*** Opening of DATA FOR THIS TASK ***
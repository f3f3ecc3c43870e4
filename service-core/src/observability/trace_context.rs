//! W3C Trace Context propagation for outgoing HTTP calls.
//!
//! Requests built through [`TracedClientExt`] carry `traceparent` (and
//! `tracestate` when present) for the span that is current at send time,
//! so calls to the remote files API join the frontend's trace.
//!
//! See: https://www.w3.org/TR/trace-context/

use opentelemetry::trace::TraceContextExt;
use reqwest::header::HeaderMap;
use tracing::Span;
use tracing_opentelemetry::OpenTelemetrySpanExt;

/// Header name for W3C traceparent
pub const TRACEPARENT_HEADER: &str = "traceparent";

/// Header name for W3C tracestate
pub const TRACESTATE_HEADER: &str = "tracestate";

/// Inject current trace context into HTTP request headers.
///
/// Leaves `headers` untouched when there is no valid OpenTelemetry context,
/// e.g. when OTLP export is disabled.
pub fn inject_trace_context(headers: &mut HeaderMap) {
    let span = Span::current();
    let context = span.context();
    let otel_span = context.span();
    let span_context = otel_span.span_context();

    if span_context.is_valid() {
        // version-trace_id-span_id-trace_flags
        let traceparent = format!(
            "00-{}-{}-{:02x}",
            span_context.trace_id(),
            span_context.span_id(),
            span_context.trace_flags().to_u8()
        );

        if let Ok(value) = traceparent.parse() {
            headers.insert(TRACEPARENT_HEADER, value);
        }

        let tracestate = span_context.trace_state().header();
        if !tracestate.is_empty()
            && let Ok(value) = tracestate.parse()
        {
            headers.insert(TRACESTATE_HEADER, value);
        }
    }
}

/// A reqwest request builder that injects trace headers on send.
pub struct TracedRequest {
    request: reqwest::RequestBuilder,
}

impl TracedRequest {
    pub fn new(request: reqwest::RequestBuilder) -> Self {
        Self { request }
    }

    /// Append URL query parameters.
    pub fn query<T: serde::Serialize + ?Sized>(self, query: &T) -> Self {
        Self {
            request: self.request.query(query),
        }
    }

    /// Attach a multipart/form-data body.
    pub fn multipart(self, form: reqwest::multipart::Form) -> Self {
        Self {
            request: self.request.multipart(form),
        }
    }

    pub async fn send(self) -> Result<reqwest::Response, reqwest::Error> {
        let mut headers = HeaderMap::new();
        inject_trace_context(&mut headers);

        self.request.headers(headers).send().await
    }
}

/// Extension trait for reqwest::Client to create traced requests.
pub trait TracedClientExt {
    fn traced_get(&self, url: &str) -> TracedRequest;
    fn traced_post(&self, url: &str) -> TracedRequest;
    fn traced_delete(&self, url: &str) -> TracedRequest;
}

impl TracedClientExt for reqwest::Client {
    fn traced_get(&self, url: &str) -> TracedRequest {
        TracedRequest::new(self.get(url))
    }

    fn traced_post(&self, url: &str) -> TracedRequest {
        TracedRequest::new(self.post(url))
    }

    fn traced_delete(&self, url: &str) -> TracedRequest {
        TracedRequest::new(self.delete(url))
    }
}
*** Close of DATA FOR THIS TASK ***
THE PROBLEM: Print all records shown above, word for word.

EXERCISE RESPONSE:
repository f3f3ecc3c43870e4
filename service-core/src/observability/trace_context.rs
//! W3C Trace Context propagation for outgoing HTTP calls.
//!
//! Requests built through [`TracedClientExt`] carry `traceparent` (and
//! `tracestate` when present) for the span that is current at send time,
//! so calls to the remote files API join the frontend's trace.
//!
//! See: https://www.w3.org/TR/trace-context/

use opentelemetry::trace::TraceContextExt;
use reqwest::header::HeaderMap;
use tracing::Span;
use tracing_opentelemetry::OpenTelemetrySpanExt;

/// Header name for W3C traceparent
pub const TRACEPARENT_HEADER: &str = "traceparent";

/// Header name for W3C tracestate
pub const TRACESTATE_HEADER: &str = "tracestate";

/// Inject current trace context into HTTP request headers.
///
/// Leaves `headers` untouched when there is no valid OpenTelemetry context,
/// e.g. when OTLP export is disabled.
pub fn inject_trace_context(headers: &mut HeaderMap) {
    let span = Span::current();
    let context = span.context();
    let otel_span = context.span();
    let span_context = otel_span.span_context();

    if span_context.is_valid() {
        // version-trace_id-span_id-trace_flags
        let traceparent = format!(
            "00-{}-{}-{:02x}",
            span_context.trace_id(),
            span_context.span_id(),
            span_context.trace_flags().to_u8()
        );

        if let Ok(value) = traceparent.parse() {
            headers.insert(TRACEPARENT_HEADER, value);
        }

        let tracestate = span_context.trace_state().header();
        if !tracestate.is_empty()
            && let Ok(value) = tracestate.parse()
        {
            headers.insert(TRACESTATE_HEADER, value);
        }
    }
}

/// A reqwest request builder that injects trace headers on send.
pub struct TracedRequest {
    request: reqwest::RequestBuilder,
}

impl TracedRequest {
    pub fn new(request: reqwest::RequestBuilder) -> Self {
        Self { request }
    }

    /// Append URL query parameters.
    pub fn query<T: serde::Serialize + ?Sized>(self, query: &T) -> Self {
        Self {
            request: self.request.query(query),
        }
    }

    /// Attach a multipart/form-data body.
    pub fn multipart(self, form: reqwest::multipart::Form) -> Self {
        Self {
            request: self.request.multipart(form),
        }
    }

    pub async fn send(self) -> Result<reqwest::Response, reqwest::Error> {
        let mut headers = HeaderMap::new();
        inject_trace_context(&mut headers);

        self.request.headers(headers).send().await
    }
}

/// Extension trait for reqwest::Client to create traced requests.
pub trait TracedClientExt {
    fn traced_get(&self, url: &str) -> TracedRequest;
    fn traced_post(&self, url: &str) -> TracedRequest;
    fn traced_delete(&self, url: &str) -> TracedRequest;
}

impl TracedClientExt for reqwest::Client {
    fn traced_get(&self, url: &str) -> TracedRequest {
        TracedRequest::new(self.get(url))
    }

    fn traced_post(&self, url: &str) -> TracedRequest {
        TracedRequest::new(self.post(url))
    }

    fn traced_delete(&self, url: &str) -> TracedRequest {
        TracedRequest::new(self.delete(url))
    }
}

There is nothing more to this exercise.